(Dataset excerpts)
%%

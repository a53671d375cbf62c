pub mod common;
pub mod document;
pub mod line_item;
pub mod preview;
pub mod request;

pub use common::*;
pub use document::*;
pub use line_item::*;
pub use preview::*;
pub use request::{DocumentOptions, DocumentRequest};
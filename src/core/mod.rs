pub mod config;
pub mod error;

pub use config::*;
pub use error::*;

%%

For every entry above, write out an exact copy.

repository a53671d375cbf62c
pub mod common;
pub mod document;
pub mod line_item;
pub mod preview;
pub mod request;

pub use common::*;
pub use document::*;
pub use line_item::*;
pub use preview::*;
pub use request::{DocumentOptions, DocumentRequest};
filename src/core/mod.rs
pub mod config;
pub mod error;

pub use config::*;
pub use error::*;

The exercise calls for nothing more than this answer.